The Lost Ship of the Desert is the subject of legends about various historical maritime vessels having supposedly become stranded and subsequently lost in the deserts of the American Southwest, most commonly in California's Colorado Desert. Since the period following the American Civil War, stories about Spanish treasure galleons buried beneath the desert sands north of the Gulf of California have emerged as popular legends in American folklore.

Stories

The "Lost Galleon"
The earliest tales of a lost Spanish galleon appeared shortly after the Colorado River flood of 1862. Colonel Albert S. Evans reported seeing such a ship in 1863. In the Los Angeles Daily News of August 1870, the ship was described as a half-buried hulk in a drying alkali marsh or saline lake, west of Dos Palmas, California, and 40 miles north of Yuma, Arizona. It could easily be viewed at a distance of several miles from a mesa that lay between Dos Palmas and Palma Seca, California. The stories have given Palma Seca other names: Soda Springs, Indian Springs, and Bitter Springs, as the area was not well mapped in 1870. Expeditions were sent out in search of her, but the ship had either never existed or had vanished into the sand and mud once again. The Galleon, according to legend, is now under the waters of the modern Salton Sea.

There are those who claim the ship is Thomas Cavendish's Content, filled with pirate plunder; others claim that she is the Iqueue, a ship of Spanish mutineers.

Pearl ship of Juan de Iturbe
This legend may refer to the same ship as the Lost Galleon, but its own story has always placed it in a distinct location, closer to the sand hills west of El Centro, California. Descriptions suggest it is closer to the size of one of Christopher Columbus' small caravels. The pearl ship is rumored to have been seen as recently as the 1970s.

The story goes that in 1615, Spanish explorer Juan de Iturbe embarked on a pearl-harvesting expedition, during which his crew sailed a shallow-drafted caravel up the Gulf of California. A high tidal bore carried him across a strait into Lake Cahuilla, a postulated contemporaneous saltwater basin periodically connected to the gulf which was already in the process of drying up permanently. After exploring the lake for several days, Iturbe found himself unable to sail out again, whereupon he beached his craft and made his way back to the nearest Spanish settlement on foot, leaving behind a fortune in black pearls. Sixteenth-century records from New Spain indicate that the De La Cadena family had a pearl-diving monopoly in Baja California.

Iturbe's alleged ship has been seen and lost several times, and there are several stories about it having been looted.
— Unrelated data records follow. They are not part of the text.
use std::collections::HashMap;

use serde::{Deserialize, Serialize};

use crate::{
    AggregateRoot, AggregateState, Event, Result,
    datacenter::{Designation, Function},
};

pub const DATACENTER_CREATED: &str = "V1_DATACENTER_CREATED";
pub const POD_CREATED: &str = "V1_POD_CREATED";
pub const DATACENTER_POD_ADDED: &str = "V1_DATACENTER_POD_ADDED";
pub const RACK_CREATED: &str = "V1_RACK_CREATED";
pub const DATACENTER_RACK_ADDED: &str = "V1_DATACENTER_RACK_ADDED";
pub const DEVICE_CREATED: &str = "V1_DEVICE_CREATED";
pub const DEVICE_RACKED: &str = "V1_DEVICE_RACKED";
pub const DEVICE_TEMPLATE_CREATED: &str = "V1_DEVICE_TEMPLATE_CREATED";

fn new_event<S, T>(aggregate: &AggregateRoot<S>, event_type: &str, data: &T) -> Result<Event>
where
    S: AggregateState,
    T: Serialize,
{
    let mut event = aggregate.base_event(event_type);
    event.set_json_data(data)?;
    Ok(event)
}

#[derive(Clone, Debug, Serialize, Deserialize)]
pub struct DatacenterCreatedEvent {
    pub site: String,
    pub building: String,
    pub room: String,
    /// Provider transfer speeds, raw strings keyed by provider name.
    pub providers: HashMap<String, String>,
}

pub fn new_datacenter_created_event<S: AggregateState>(
    aggregate: &AggregateRoot<S>,
    site: &str,
    building: &str,
    room: &str,
    providers: HashMap<String, String>,
) -> Result<Event> {
    let data = DatacenterCreatedEvent {
        site: site.to_string(),
        building: building.to_string(),
        room: room.to_string(),
        providers,
    };
    new_event(aggregate, DATACENTER_CREATED, &data)
}

#[derive(Clone, Debug, Serialize, Deserialize)]
pub struct PodCreatedEvent {
    pub function: Function,
    pub instance: usize,
    #[serde(rename = "datacenterId")]
    pub datacenter_id: String,
}

pub fn new_pod_created_event<S: AggregateState>(
    aggregate: &AggregateRoot<S>,
    function: Function,
    instance: usize,
    datacenter_id: &str,
) -> Result<Event> {
    let data = PodCreatedEvent {
        function,
        instance,
        datacenter_id: datacenter_id.to_string(),
    };
    new_event(aggregate, POD_CREATED, &data)
}

/// Carries the pod's function alongside its id so the datacenter aggregate
/// can maintain its per-function instance counters.
#[derive(Clone, Debug, Serialize, Deserialize)]
pub struct DatacenterPodAddedEvent {
    #[serde(rename = "podId")]
    pub pod_id: String,
    pub function: Function,
}

pub fn new_datacenter_pod_added_event<S: AggregateState>(
    aggregate: &AggregateRoot<S>,
    pod_id: &str,
    function: Function,
) -> Result<Event> {
    let data = DatacenterPodAddedEvent {
        pod_id: pod_id.to_string(),
        function,
    };
    new_event(aggregate, DATACENTER_POD_ADDED, &data)
}

#[derive(Clone, Debug, Serialize, Deserialize)]
pub struct RackCreatedEvent {
    pub name: String,
    pub size: usize,
    #[serde(rename = "datacenterId")]
    pub datacenter_id: String,
}

pub fn new_rack_created_event<S: AggregateState>(
    aggregate: &AggregateRoot<S>,
    name: &str,
    size: usize,
    datacenter_id: &str,
) -> Result<Event> {
    let data = RackCreatedEvent {
        name: name.to_string(),
        size,
        datacenter_id: datacenter_id.to_string(),
    };
    new_event(aggregate, RACK_CREATED, &data)
}

#[derive(Clone, Debug, Serialize, Deserialize)]
pub struct DatacenterRackAddedEvent {
    #[serde(rename = "rackId")]
    pub rack_id: String,
}

pub fn new_datacenter_rack_added_event<S: AggregateState>(
    aggregate: &AggregateRoot<S>,
    rack_id: &str,
) -> Result<Event> {
    let data = DatacenterRackAddedEvent {
        rack_id: rack_id.to_string(),
    };
    new_event(aggregate, DATACENTER_RACK_ADDED, &data)
}

#[derive(Clone, Debug, Serialize, Deserialize)]
pub struct DeviceCreatedEvent {
    pub hostname: String,
    pub elevation: usize,
    pub designation: Designation,
    pub cluster: usize,
    pub instance: usize,
    #[serde(rename = "modelId")]
    pub model_id: String,
    pub categories: Vec<String>,
    #[serde(rename = "podId")]
    pub pod_id: String,
    #[serde(rename = "rackId")]
    pub rack_id: String,
}

pub fn new_device_created_event<S: AggregateState>(
    aggregate: &AggregateRoot<S>,
    data: DeviceCreatedEvent,
) -> Result<Event> {
    new_event(aggregate, DEVICE_CREATED, &data)
}

#[derive(Clone, Debug, Serialize, Deserialize)]
pub struct DeviceRackedEvent {
    #[serde(rename = "deviceId")]
    pub device_id: String,
    /// Zero means "place at the next available elevation".
    pub elevation: usize,
    #[serde(rename = "formFactor")]
    pub form_factor: usize,
}

pub fn new_device_racked_event<S: AggregateState>(
    aggregate: &AggregateRoot<S>,
    device_id: &str,
    elevation: usize,
    form_factor: usize,
) -> Result<Event> {
    let data = DeviceRackedEvent {
        device_id: device_id.to_string(),
        elevation,
        form_factor,
    };
    new_event(aggregate, DEVICE_RACKED, &data)
}

#[derive(Clone, Debug, Serialize, Deserialize)]
pub struct DeviceTemplateCreatedEvent {
    #[serde(rename = "modelId")]
    pub model_id: String,
    /// Slot footprint of the model, in rack units. Carried on the template
    /// so device placement never needs the hardware catalog.
    #[serde(rename = "formFactor")]
    pub form_factor: usize,
    pub variant: String,
    pub categories: Vec<String>,
    #[serde(rename = "hostnameTemplate")]
    pub hostname_template: String,
    pub alias: String,
    pub function: Function,
}

pub fn new_device_template_created_event<S: AggregateState>(
    aggregate: &AggregateRoot<S>,
    data: DeviceTemplateCreatedEvent,
) -> Result<Event> {
    new_event(aggregate, DEVICE_TEMPLATE_CREATED, &data)
}
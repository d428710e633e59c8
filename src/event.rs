use chrono::{DateTime, Utc};
use serde::{Deserialize, Serialize, de::DeserializeOwned};
use uuid::Uuid;

use crate::{EsError, Result};

/// The `Event` struct is an immutable fact about one state transition of one
/// aggregate instance.
///
/// The payload (`data`) is opaque to the engine: its schema is defined per
/// event type by the domain layer through [`Event::set_json_data`] and
/// [`Event::get_json_data`]. The `version` field is the version the owning
/// aggregate had *after* this event was applied; it is stamped by the
/// aggregate root on the command path and carried as-is on the replay path.
#[derive(Clone, Debug, Serialize, Deserialize)]
#[serde(rename_all = "camelCase")]
pub struct Event {
    /// The ID of the event.
    pub event_id: String,

    /// The type tag of the event.
    pub event_type: String,

    /// The payload of the event.
    #[serde(default, skip_serializing_if = "Option::is_none")]
    data: Option<serde_json::Value>,

    /// The timestamp of the event.
    pub timestamp: DateTime<Utc>,

    /// The type of the aggregate that produced the event.
    pub aggregate_type: String,

    /// The ID of the aggregate that produced the event.
    pub aggregate_id: String,

    /// The version of the owning aggregate after this event was applied.
    pub version: i64,

    /// Optional metadata attached by collaborators.
    #[serde(default, skip_serializing_if = "Option::is_none")]
    metadata: Option<serde_json::Value>,
}

impl Event {
    /// Creates a new event for the given aggregate identity, with a fresh id
    /// and the current UTC timestamp. The payload starts empty.
    pub fn new(
        event_type: impl Into<String>,
        aggregate_type: impl Into<String>,
        aggregate_id: impl Into<String>,
        version: i64,
    ) -> Self {
        Self {
            event_id: Uuid::new_v4().to_string(),
            event_type: event_type.into(),
            data: None,
            timestamp: Utc::now(),
            aggregate_type: aggregate_type.into(),
            aggregate_id: aggregate_id.into(),
            version,
            metadata: None,
        }
    }

    /// Serializes `data` as the event payload.
    pub fn set_json_data<T: Serialize>(&mut self, data: &T) -> Result<()> {
        self.data = Some(serde_json::to_value(data).map_err(EsError::Payload)?);
        Ok(())
    }

    /// Deserializes the event payload into `T`. A missing payload
    /// deserializes as JSON `null`.
    pub fn get_json_data<T: DeserializeOwned>(&self) -> Result<T> {
        let value = self.data.clone().unwrap_or(serde_json::Value::Null);
        serde_json::from_value(value).map_err(EsError::Payload)
    }

    /// Serializes `metadata` as the event metadata.
    pub fn set_json_metadata<T: Serialize>(&mut self, metadata: &T) -> Result<()> {
        self.metadata = Some(serde_json::to_value(metadata).map_err(EsError::Payload)?);
        Ok(())
    }

    /// Deserializes the event metadata into `T`.
    pub fn get_json_metadata<T: DeserializeOwned>(&self) -> Result<T> {
        let value = self.metadata.clone().unwrap_or(serde_json::Value::Null);
        serde_json::from_value(value).map_err(EsError::Payload)
    }
}
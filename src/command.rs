/// A request to change the state of one aggregate instance.
///
/// Each user-facing command maps to exactly one new event: a handler loads
/// (or constructs) the target aggregate, invokes a single domain method, and
/// saves. Multi-event commands are not supported by this design.
pub trait Command {
    /// The entity id of the aggregate this command targets.
    fn aggregate_id(&self) -> &str;
}
use std::sync::Arc;

use async_trait::async_trait;

use crate::{AggregateRoot, AggregateState, EventDispatcher, Result};

use super::{AggregateStore, Entry};

/// Store middleware that forwards each successful save's events to an
/// [`EventDispatcher`], synchronously, in the caller of `save`.
///
/// Dispatch happens after the append succeeds; a handler failure surfaces to
/// the caller but the events are already persisted, so projection handlers
/// must tolerate redelivery.
#[derive(Clone)]
pub struct PublishingStore<S> {
    inner: S,
    dispatcher: Arc<EventDispatcher>,
}

impl<S> PublishingStore<S> {
    pub fn new(inner: S, dispatcher: Arc<EventDispatcher>) -> Self {
        Self { inner, dispatcher }
    }
}

#[async_trait]
impl<ST: AggregateStore> AggregateStore for PublishingStore<ST> {
    async fn load<S: AggregateState>(&self, aggregate: &mut AggregateRoot<S>) -> Result<()> {
        self.inner.load(aggregate).await
    }

    async fn save<S: AggregateState>(&self, aggregate: &mut AggregateRoot<S>) -> Result<()> {
        let pending = aggregate.uncommitted_events().to_vec();
        self.inner.save(aggregate).await?;
        self.dispatcher.publish(&pending).await
    }

    async fn exists(&self, stream_id: &str) -> Result<()> {
        self.inner.exists(stream_id).await
    }

    async fn delete_aggregate(&self, aggregate_type: &str, id: &str) -> Result<()> {
        self.inner.delete_aggregate(aggregate_type, id).await
    }

    async fn get_aggregate_type_entries(&self, aggregate_type: &str) -> Result<Vec<Entry>> {
        self.inner.get_aggregate_type_entries(aggregate_type).await
    }
}
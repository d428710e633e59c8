//! The write-side command surface: one command struct plus one handler per
//! state change. Handlers own a store handle; each successful handle call
//! appends exactly one event to one stream.

pub mod v1;
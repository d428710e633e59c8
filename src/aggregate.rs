use std::fmt::{self, Debug, Display, Formatter};

use crate::{EsError, Event, Result};

/// The version an aggregate has before any event was applied to it. The
/// first applied event is stamped `AGGREGATE_START_VERSION + 1`.
pub const AGGREGATE_START_VERSION: i64 = 0;

const APPLIED_EVENTS_INITIAL_CAP: usize = 10;
const UNCOMMITTED_EVENTS_INITIAL_CAP: usize = 10;

/// Builds the stream id of an aggregate instance from its type tag and
/// entity id. Stream ids are globally unique per type + instance.
pub fn stream_id(aggregate_type: &str, id: &str) -> String {
    format!("{aggregate_type}-{id}")
}

/// Strips the type prefix from a stream id, recovering the entity id.
pub fn entity_id(aggregate_type: &str, stream_id: &str) -> String {
    stream_id
        .strip_prefix(&format!("{aggregate_type}-"))
        .unwrap_or(stream_id)
        .to_string()
}

/// The domain half of an aggregate: a type tag plus the `when` function that
/// mutates type-specific state per event type.
///
/// `when` must be total over the aggregate's event-variant set: an
/// unrecognized event type is [`EsError::InvalidEventType`], never a silent
/// no-op. Implementations match on `event.event_type` and decode the payload
/// with [`Event::get_json_data`].
pub trait AggregateState: Debug + Default + Send + Sync {
    /// The aggregate type tag, also the stream-id prefix.
    const TYPE: &'static str;

    /// Applies one event to the domain state.
    fn when(&mut self, event: &Event) -> Result<()>;
}

/// Versioned, event-driven state machine; the unit of consistency.
///
/// `AggregateRoot` owns the version bookkeeping and the applied/uncommitted
/// event lists; the domain state `S` owns the type-specific fields and the
/// `when` dispatch. The same machine serves the write path ([`Self::apply`]:
/// new command, version = old + 1) and the replay path ([`Self::load`] /
/// [`Self::raise_event`]: stored stream, version carried by the event),
/// enforcing strict ordering in both directions.
#[derive(Debug)]
pub struct AggregateRoot<S: AggregateState> {
    id: String,
    version: i64,
    applied_events: Vec<Event>,
    uncommitted_events: Vec<Event>,
    with_applied_events: bool,
    state: S,
}

impl<S: AggregateState> AggregateRoot<S> {
    /// Creates an empty aggregate for the given entity id. The stream id is
    /// the entity id prefixed with the aggregate type tag.
    pub fn new(id: &str) -> Self {
        Self {
            id: stream_id(S::TYPE, id),
            version: AGGREGATE_START_VERSION,
            applied_events: Vec::with_capacity(APPLIED_EVENTS_INITIAL_CAP),
            uncommitted_events: Vec::with_capacity(UNCOMMITTED_EVENTS_INITIAL_CAP),
            with_applied_events: false,
            state: S::default(),
        }
    }

    /// The stream id of this aggregate instance.
    pub fn id(&self) -> &str {
        &self.id
    }

    /// The aggregate type tag.
    pub fn aggregate_type(&self) -> &'static str {
        S::TYPE
    }

    /// The current version of the aggregate.
    pub fn version(&self) -> i64 {
        self.version
    }

    /// The version the persisted stream had when this instance was loaded,
    /// i.e. the expected version for an optimistic-concurrency check.
    pub fn base_version(&self) -> i64 {
        self.version - self.uncommitted_events.len() as i64
    }

    /// Read access to the domain state. Mutation happens only through
    /// `when`, driven by events.
    pub fn state(&self) -> &S {
        &self.state
    }

    pub fn applied_events(&self) -> &[Event] {
        &self.applied_events
    }

    pub fn uncommitted_events(&self) -> &[Event] {
        &self.uncommitted_events
    }

    /// Replaces the applied history wholesale. Used by stores when exporting
    /// or importing snapshots.
    pub fn set_applied_events(&mut self, events: Vec<Event>) {
        self.applied_events = events;
        self.with_applied_events = true;
    }

    pub fn clear_uncommitted_events(&mut self) {
        self.uncommitted_events.clear();
    }

    /// Builds a [`EsError::CommandValidation`] carrying this aggregate's
    /// stream id. Domain command methods use this for business-rule
    /// rejections.
    pub fn validation_error(&self, reason: impl Into<String>) -> EsError {
        EsError::CommandValidation {
            aggregate_id: self.id.clone(),
            reason: reason.into(),
        }
    }

    /// Constructs an event stamped with this aggregate's identity and
    /// current version. Domain event constructors start from here and fill
    /// in the payload.
    pub fn base_event(&self, event_type: impl Into<String>) -> Event {
        Event::new(event_type, S::TYPE, self.id.clone(), self.version)
    }

    /// Command path: validates the aggregate id, runs `when`, and on success
    /// stamps the event with the incremented version and buffers it as
    /// uncommitted.
    ///
    /// If `when` fails the event is discarded and neither the version nor
    /// the event lists change.
    pub fn apply(&mut self, mut event: Event) -> Result<()> {
        if event.aggregate_id != self.id {
            return Err(EsError::InvalidAggregateId);
        }

        event.aggregate_type = S::TYPE.to_string();
        self.state.when(&event)?;

        self.version += 1;
        event.version = self.version;
        self.uncommitted_events.push(event);
        Ok(())
    }

    /// Replay path: applies a persisted stream in order, advancing the
    /// version by one per event. Fails with [`EsError::InvalidAggregate`] on
    /// an aggregate-id mismatch and propagates any `when` error, leaving
    /// later events unapplied.
    pub fn load(&mut self, events: Vec<Event>) -> Result<()> {
        for event in events {
            if event.aggregate_id != self.id {
                return Err(EsError::InvalidAggregate);
            }

            self.state.when(&event)?;

            self.applied_events.push(event);
            self.with_applied_events = true;
            self.version += 1;
        }
        Ok(())
    }

    /// Replay variant for events that carry explicit version numbers
    /// assigned by the store. Requires `event.version` to be strictly
    /// greater than the current version, rejecting duplicates and
    /// out-of-order replays, and adopts the carried version on success.
    pub fn raise_event(&mut self, event: Event) -> Result<()> {
        if event.aggregate_id != self.id {
            return Err(EsError::InvalidAggregateId);
        }
        if self.version >= event.version {
            return Err(EsError::InvalidEventVersion);
        }

        self.state.when(&event)?;

        self.version = event.version;
        self.applied_events.push(event);
        self.with_applied_events = true;
        Ok(())
    }

    /// Absorbs the uncommitted buffer into the applied history. Called by
    /// stores after a successful save.
    pub fn commit_events(&mut self) {
        self.applied_events.append(&mut self.uncommitted_events);
        self.with_applied_events = true;
    }

    /// Folds uncommitted events into the applied history when the aggregate
    /// has prior history; an aggregate with no prior commits is just
    /// cleared, not snapshotted.
    pub fn to_snapshot(&mut self) {
        if self.with_applied_events {
            self.applied_events.append(&mut self.uncommitted_events);
        } else {
            self.uncommitted_events.clear();
        }
    }
}

impl<S: AggregateState> Display for AggregateRoot<S> {
    fn fmt(&self, f: &mut Formatter<'_>) -> fmt::Result {
        write!(
            f,
            "Id: {{{}}}, Version: {{{}}}, Type: {{{}}}, AppliedEvents: {{{}}}, UncommittedEvents: {{{}}}",
            self.id,
            self.version,
            S::TYPE,
            self.applied_events.len(),
            self.uncommitted_events.len(),
        )
    }
}

#[cfg(test)]
mod tests {
    use super::*;
    use serde::{Deserialize, Serialize};

    const COUNTER_INCREMENTED: &str = "V1_COUNTER_INCREMENTED";

    #[derive(Clone, Debug, Serialize, Deserialize)]
    struct CounterIncremented {
        amount: i64,
    }

    #[derive(Debug, Default, PartialEq)]
    struct CounterState {
        total: i64,
    }

    impl AggregateState for CounterState {
        const TYPE: &'static str = "counter";

        fn when(&mut self, event: &Event) -> Result<()> {
            match event.event_type.as_str() {
                COUNTER_INCREMENTED => {
                    let data: CounterIncremented = event.get_json_data()?;
                    self.total += data.amount;
                    Ok(())
                }
                other => Err(EsError::InvalidEventType(other.to_string())),
            }
        }
    }

    type Counter = AggregateRoot<CounterState>;

    fn increment(aggregate: &Counter, amount: i64) -> Event {
        let mut event = aggregate.base_event(COUNTER_INCREMENTED);
        event
            .set_json_data(&CounterIncremented { amount })
            .unwrap();
        event
    }

    #[test]
    fn apply_stamps_gap_free_versions() {
        let mut counter = Counter::new("c1");
        assert_eq!(counter.version(), AGGREGATE_START_VERSION);

        for i in 0..5 {
            let event = increment(&counter, i);
            counter.apply(event).unwrap();
        }

        assert_eq!(counter.version(), 5);
        assert_eq!(counter.uncommitted_events().len(), 5);
        for (i, event) in counter.uncommitted_events().iter().enumerate() {
            assert_eq!(event.version, i as i64 + 1);
        }
        assert_eq!(counter.state().total, 10);
    }

    #[test]
    fn apply_rejects_foreign_aggregate_id() {
        let mut counter = Counter::new("c1");
        let other = Counter::new("c2");

        let event = increment(&other, 1);
        assert!(matches!(
            counter.apply(event),
            Err(EsError::InvalidAggregateId)
        ));
        assert_eq!(counter.version(), AGGREGATE_START_VERSION);
        assert!(counter.uncommitted_events().is_empty());
        assert!(counter.applied_events().is_empty());
    }

    #[test]
    fn failed_when_leaves_no_partial_mutation() {
        let mut counter = Counter::new("c1");
        let mut event = counter.base_event("V1_COUNTER_RENAMED");
        event.set_json_data(&CounterIncremented { amount: 1 }).unwrap();

        assert!(matches!(
            counter.apply(event),
            Err(EsError::InvalidEventType(_))
        ));
        assert_eq!(counter.version(), AGGREGATE_START_VERSION);
        assert!(counter.uncommitted_events().is_empty());
        assert_eq!(counter.state().total, 0);
    }

    #[test]
    fn load_rejects_foreign_stream() {
        let other = Counter::new("c2");
        let event = increment(&other, 1);

        let mut counter = Counter::new("c1");
        assert!(matches!(
            counter.load(vec![event]),
            Err(EsError::InvalidAggregate)
        ));
        assert!(counter.applied_events().is_empty());
    }

    #[test]
    fn replay_is_deterministic() {
        let mut source = Counter::new("c1");
        for i in 1..=4 {
            source.apply(increment(&source, i)).unwrap();
        }
        let stream: Vec<Event> = source.uncommitted_events().to_vec();

        let mut first = Counter::new("c1");
        first.load(stream.clone()).unwrap();
        let mut second = Counter::new("c1");
        second.load(stream).unwrap();

        assert_eq!(first.state(), second.state());
        assert_eq!(first.version(), second.version());
        assert_eq!(first.version(), 4);
        assert_eq!(first.applied_events().len(), 4);
    }

    #[test]
    fn raise_event_rejects_stale_versions() {
        let mut counter = Counter::new("c1");

        let mut event = increment(&counter, 2);
        event.version = 1;
        counter.raise_event(event.clone()).unwrap();
        assert_eq!(counter.version(), 1);
        assert_eq!(counter.state().total, 2);

        // same version again
        assert!(matches!(
            counter.raise_event(event.clone()),
            Err(EsError::InvalidEventVersion)
        ));

        // older version
        event.version = 0;
        assert!(matches!(
            counter.raise_event(event.clone()),
            Err(EsError::InvalidEventVersion)
        ));

        // gap-free catch-up is not required; a jump forward is accepted
        event.version = 7;
        counter.raise_event(event).unwrap();
        assert_eq!(counter.version(), 7);
    }

    #[test]
    fn commit_moves_uncommitted_into_applied() {
        let mut counter = Counter::new("c1");
        counter.apply(increment(&counter, 1)).unwrap();
        counter.apply(increment(&counter, 2)).unwrap();

        counter.commit_events();
        assert!(counter.uncommitted_events().is_empty());
        assert_eq!(counter.applied_events().len(), 2);
        assert_eq!(counter.version(), 2);
        assert_eq!(counter.base_version(), 2);
    }

    #[test]
    fn snapshot_folds_only_with_prior_history() {
        // brand-new aggregate: uncommitted events are discarded
        let mut fresh = Counter::new("c1");
        fresh.apply(increment(&fresh, 1)).unwrap();
        fresh.to_snapshot();
        assert!(fresh.uncommitted_events().is_empty());
        assert!(fresh.applied_events().is_empty());

        // aggregate with committed history: uncommitted events are folded in
        let mut seasoned = Counter::new("c2");
        seasoned.apply(increment(&seasoned, 1)).unwrap();
        seasoned.commit_events();
        seasoned.apply(increment(&seasoned, 2)).unwrap();
        seasoned.to_snapshot();
        assert!(seasoned.uncommitted_events().is_empty());
        assert_eq!(seasoned.applied_events().len(), 2);
    }

    #[test]
    fn stream_id_round_trip() {
        let counter = Counter::new("c1");
        assert_eq!(counter.id(), "counter-c1");
        assert_eq!(entity_id("counter", counter.id()), "c1");
    }
}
A mule driver traveling with the de Anza expeditions through Alta California was said to have removed the pearls in 1774. In 1907, a farmhand named Elmer Carver noticed odd-shaped fence posts while working on Niles Jacobsen's farm in Imperial, California. Mrs. Jacobsen claimed a wind storm had revealed the remains of a ship, which the Jacobsens had repurposed into a fence. Mr. Jacobsen had also found gems which he sold in Los Angeles.

The Viking ship, or the "Serpent-Necked Canoe"
The Viking stories originated around 1900 from the Mexicans and Indians who live in the Colorado River delta region near the Laguna Salada basin. The ship is consistently described as an open boat with round metal shields on its sides in the badlands west of Mexicali, Mexico.

Around 1933, Myrtle Botts, a librarian from Julian, California, had an encounter with an old prospector who reported seeing a ship lodged in the rock of Canebrake Canyon. He described the vessel as a Viking ship made of wood with a serpentine figure carved in its prow. He gave her and her husband directions to the location but an earthquake prevented the Botts from following the prospector's trail to the ship. Julian's Pioneer Museum, which inherited Myrtle Botts' papers, also inherited those directions.

The Julian Pioneer Museum is not in possession of any records regarding the Viking ship mentioned in this story.

According to The Last of Seris (Dane Coolidge, 1939), the indigenous people of Tiburón Island reportedly encountered whalers visiting from far away, possibly a reference to Norsemen visiting the west coast of Mexico prior to the Spanish.

Ferry boat or river schooner
This story grew out of an effort to explain or debunk the Lost Galleon story. It is thought that an abandoned ferry or steamboat that had broken away during a Colorado River flood and had been left dry in the vast sands of the river delta is the origin of the rumors. Others claim that it was a schooner that gold-seekers wishing to search the more inaccessible portions of the Colorado River had built in Los Angeles and hauled through the desert by a mule or oxen team until the animals perished, leaving the boat mired in soft sand.

The ferry boat story changed over time more often than the Lost Galleon story. One incarnation said that a small ferry (a two-man sweep) was built away from the river in a place a hundred feet or so above sea level, where a source of wood was found, and that a team of six (or more) oxen perished hauling it through the sand near Los Algodones.

Evaluation of the legends
From a smattering of first-, second- and third-hand accounts, a variety of fictional (especially graphic and cinematic) variations of the Lost Ship stories have been created. Not surprisingly, the first-hand accounts are extremely rare. Many of the above references fit the Lost Mines and Urban Legends molds, where the story passes from ear to ear with all evidence disappearing along the way.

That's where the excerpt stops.